-- Work order --
In the listing below, find the line containing "backed by PostgreSQL" and the line containing "pub mod directory;". Repeat exactly those two lines and every line between them.

-- Data shown --
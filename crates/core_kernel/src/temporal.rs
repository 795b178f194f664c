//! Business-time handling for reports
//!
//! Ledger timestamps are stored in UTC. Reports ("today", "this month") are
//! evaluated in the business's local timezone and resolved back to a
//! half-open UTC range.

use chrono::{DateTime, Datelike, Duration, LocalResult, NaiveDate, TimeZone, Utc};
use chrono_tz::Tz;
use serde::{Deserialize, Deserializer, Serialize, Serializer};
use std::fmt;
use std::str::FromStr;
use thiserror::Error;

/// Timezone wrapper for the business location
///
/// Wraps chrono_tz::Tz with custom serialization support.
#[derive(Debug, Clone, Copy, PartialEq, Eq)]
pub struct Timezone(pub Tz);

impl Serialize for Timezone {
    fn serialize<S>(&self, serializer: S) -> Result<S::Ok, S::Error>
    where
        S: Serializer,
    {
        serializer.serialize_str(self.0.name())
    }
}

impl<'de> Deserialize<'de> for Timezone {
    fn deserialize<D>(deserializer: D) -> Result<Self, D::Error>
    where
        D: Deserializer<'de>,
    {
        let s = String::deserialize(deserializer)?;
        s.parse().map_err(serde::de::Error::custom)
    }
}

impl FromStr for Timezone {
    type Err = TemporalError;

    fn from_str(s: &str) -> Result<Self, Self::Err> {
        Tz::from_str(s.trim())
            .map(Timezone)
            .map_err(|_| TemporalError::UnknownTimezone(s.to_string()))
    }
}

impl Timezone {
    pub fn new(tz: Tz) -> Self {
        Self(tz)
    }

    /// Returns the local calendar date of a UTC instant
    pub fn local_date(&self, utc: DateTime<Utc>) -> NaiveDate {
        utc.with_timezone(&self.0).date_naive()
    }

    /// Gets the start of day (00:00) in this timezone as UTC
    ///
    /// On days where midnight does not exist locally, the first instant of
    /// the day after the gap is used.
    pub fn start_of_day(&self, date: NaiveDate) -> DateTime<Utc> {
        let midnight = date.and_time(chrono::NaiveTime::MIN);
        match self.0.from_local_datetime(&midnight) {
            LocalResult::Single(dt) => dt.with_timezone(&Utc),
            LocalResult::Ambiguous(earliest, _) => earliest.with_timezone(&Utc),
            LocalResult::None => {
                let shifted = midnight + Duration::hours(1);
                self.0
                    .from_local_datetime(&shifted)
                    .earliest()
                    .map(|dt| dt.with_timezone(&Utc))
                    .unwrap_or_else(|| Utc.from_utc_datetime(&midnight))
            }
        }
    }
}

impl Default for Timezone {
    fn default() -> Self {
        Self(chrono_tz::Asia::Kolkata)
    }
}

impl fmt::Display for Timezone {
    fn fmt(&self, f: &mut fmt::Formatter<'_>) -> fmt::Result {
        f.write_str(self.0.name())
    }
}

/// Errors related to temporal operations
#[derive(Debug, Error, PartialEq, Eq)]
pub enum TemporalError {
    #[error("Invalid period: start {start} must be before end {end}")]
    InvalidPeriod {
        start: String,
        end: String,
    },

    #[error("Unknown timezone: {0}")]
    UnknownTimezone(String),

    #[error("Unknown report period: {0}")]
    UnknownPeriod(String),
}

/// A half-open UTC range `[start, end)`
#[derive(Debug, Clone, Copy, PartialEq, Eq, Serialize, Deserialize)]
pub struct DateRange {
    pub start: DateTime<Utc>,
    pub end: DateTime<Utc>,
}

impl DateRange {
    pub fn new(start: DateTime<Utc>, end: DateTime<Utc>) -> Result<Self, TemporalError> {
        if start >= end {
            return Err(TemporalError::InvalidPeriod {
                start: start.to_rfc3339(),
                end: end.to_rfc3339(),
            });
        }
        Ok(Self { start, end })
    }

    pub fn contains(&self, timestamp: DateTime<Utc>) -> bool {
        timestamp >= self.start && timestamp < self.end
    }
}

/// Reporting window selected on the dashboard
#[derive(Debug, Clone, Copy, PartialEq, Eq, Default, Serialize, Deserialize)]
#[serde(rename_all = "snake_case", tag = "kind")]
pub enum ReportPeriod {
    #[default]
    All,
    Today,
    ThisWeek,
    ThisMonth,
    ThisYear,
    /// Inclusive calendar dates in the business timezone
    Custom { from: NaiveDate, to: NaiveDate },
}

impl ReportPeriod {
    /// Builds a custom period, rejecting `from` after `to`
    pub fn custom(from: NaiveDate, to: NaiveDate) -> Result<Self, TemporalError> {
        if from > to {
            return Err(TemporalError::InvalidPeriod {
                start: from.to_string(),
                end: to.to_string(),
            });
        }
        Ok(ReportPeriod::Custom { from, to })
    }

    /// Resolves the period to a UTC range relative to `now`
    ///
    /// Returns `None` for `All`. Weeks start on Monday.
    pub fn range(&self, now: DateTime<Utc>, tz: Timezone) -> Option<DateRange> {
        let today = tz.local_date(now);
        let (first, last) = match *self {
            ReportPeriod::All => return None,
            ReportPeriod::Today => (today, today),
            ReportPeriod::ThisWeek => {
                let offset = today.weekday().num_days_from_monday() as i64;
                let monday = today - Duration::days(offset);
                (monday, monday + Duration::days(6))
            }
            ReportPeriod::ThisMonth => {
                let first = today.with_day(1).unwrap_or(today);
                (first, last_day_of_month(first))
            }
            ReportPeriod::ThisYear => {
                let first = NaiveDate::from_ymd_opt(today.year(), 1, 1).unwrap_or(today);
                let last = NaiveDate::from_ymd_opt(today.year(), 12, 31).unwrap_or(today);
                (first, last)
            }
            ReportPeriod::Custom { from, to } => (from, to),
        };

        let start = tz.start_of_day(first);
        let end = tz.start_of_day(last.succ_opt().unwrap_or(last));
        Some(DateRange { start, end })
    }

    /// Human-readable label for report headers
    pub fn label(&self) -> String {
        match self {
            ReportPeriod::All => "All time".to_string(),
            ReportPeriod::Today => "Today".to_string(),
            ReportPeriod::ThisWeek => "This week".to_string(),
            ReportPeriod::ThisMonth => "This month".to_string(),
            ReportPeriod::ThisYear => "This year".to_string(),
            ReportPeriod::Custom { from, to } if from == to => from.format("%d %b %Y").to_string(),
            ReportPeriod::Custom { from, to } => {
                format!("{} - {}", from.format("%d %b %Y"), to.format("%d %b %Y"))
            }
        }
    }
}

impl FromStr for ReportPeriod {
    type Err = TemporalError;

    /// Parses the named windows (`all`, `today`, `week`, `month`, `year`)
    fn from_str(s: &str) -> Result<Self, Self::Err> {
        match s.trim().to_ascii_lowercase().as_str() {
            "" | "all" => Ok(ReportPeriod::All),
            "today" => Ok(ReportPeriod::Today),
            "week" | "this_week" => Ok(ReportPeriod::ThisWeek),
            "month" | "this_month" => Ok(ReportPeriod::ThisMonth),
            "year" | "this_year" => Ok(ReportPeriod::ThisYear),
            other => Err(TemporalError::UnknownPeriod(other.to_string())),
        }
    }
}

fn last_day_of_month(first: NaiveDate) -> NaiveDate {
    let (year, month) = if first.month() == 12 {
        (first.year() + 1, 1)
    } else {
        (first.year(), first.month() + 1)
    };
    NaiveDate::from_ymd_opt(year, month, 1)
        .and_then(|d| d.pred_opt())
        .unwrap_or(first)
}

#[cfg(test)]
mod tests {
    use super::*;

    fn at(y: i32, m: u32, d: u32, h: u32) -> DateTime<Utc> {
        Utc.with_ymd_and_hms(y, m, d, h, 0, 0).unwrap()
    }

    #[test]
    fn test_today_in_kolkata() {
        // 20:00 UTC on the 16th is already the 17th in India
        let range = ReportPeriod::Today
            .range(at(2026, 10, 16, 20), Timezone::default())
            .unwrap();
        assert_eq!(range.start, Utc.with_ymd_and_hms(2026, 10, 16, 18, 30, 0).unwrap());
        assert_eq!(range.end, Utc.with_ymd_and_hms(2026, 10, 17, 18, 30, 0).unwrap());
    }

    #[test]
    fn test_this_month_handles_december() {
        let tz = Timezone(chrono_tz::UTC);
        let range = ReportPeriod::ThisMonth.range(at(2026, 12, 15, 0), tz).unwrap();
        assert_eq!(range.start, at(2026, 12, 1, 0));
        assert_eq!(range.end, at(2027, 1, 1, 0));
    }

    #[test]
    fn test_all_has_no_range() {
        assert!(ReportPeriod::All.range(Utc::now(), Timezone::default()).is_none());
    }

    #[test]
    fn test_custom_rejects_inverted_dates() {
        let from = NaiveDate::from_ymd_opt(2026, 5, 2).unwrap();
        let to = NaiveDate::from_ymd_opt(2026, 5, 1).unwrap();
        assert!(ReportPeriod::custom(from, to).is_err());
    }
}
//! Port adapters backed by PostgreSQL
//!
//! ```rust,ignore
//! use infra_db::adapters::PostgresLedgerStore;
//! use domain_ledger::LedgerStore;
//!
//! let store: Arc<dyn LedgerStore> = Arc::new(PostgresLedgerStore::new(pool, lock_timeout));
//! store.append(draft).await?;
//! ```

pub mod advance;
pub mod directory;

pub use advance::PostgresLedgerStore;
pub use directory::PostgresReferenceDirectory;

-- Solution to this task --
//! Port adapters backed by PostgreSQL
//!
//! ```rust,ignore
//! use infra_db::adapters::PostgresLedgerStore;
//! use domain_ledger::LedgerStore;
//!
//! let store: Arc<dyn LedgerStore> = Arc::new(PostgresLedgerStore::new(pool, lock_timeout));
//! store.append(draft).await?;
//! ```

pub mod advance;
pub mod directory;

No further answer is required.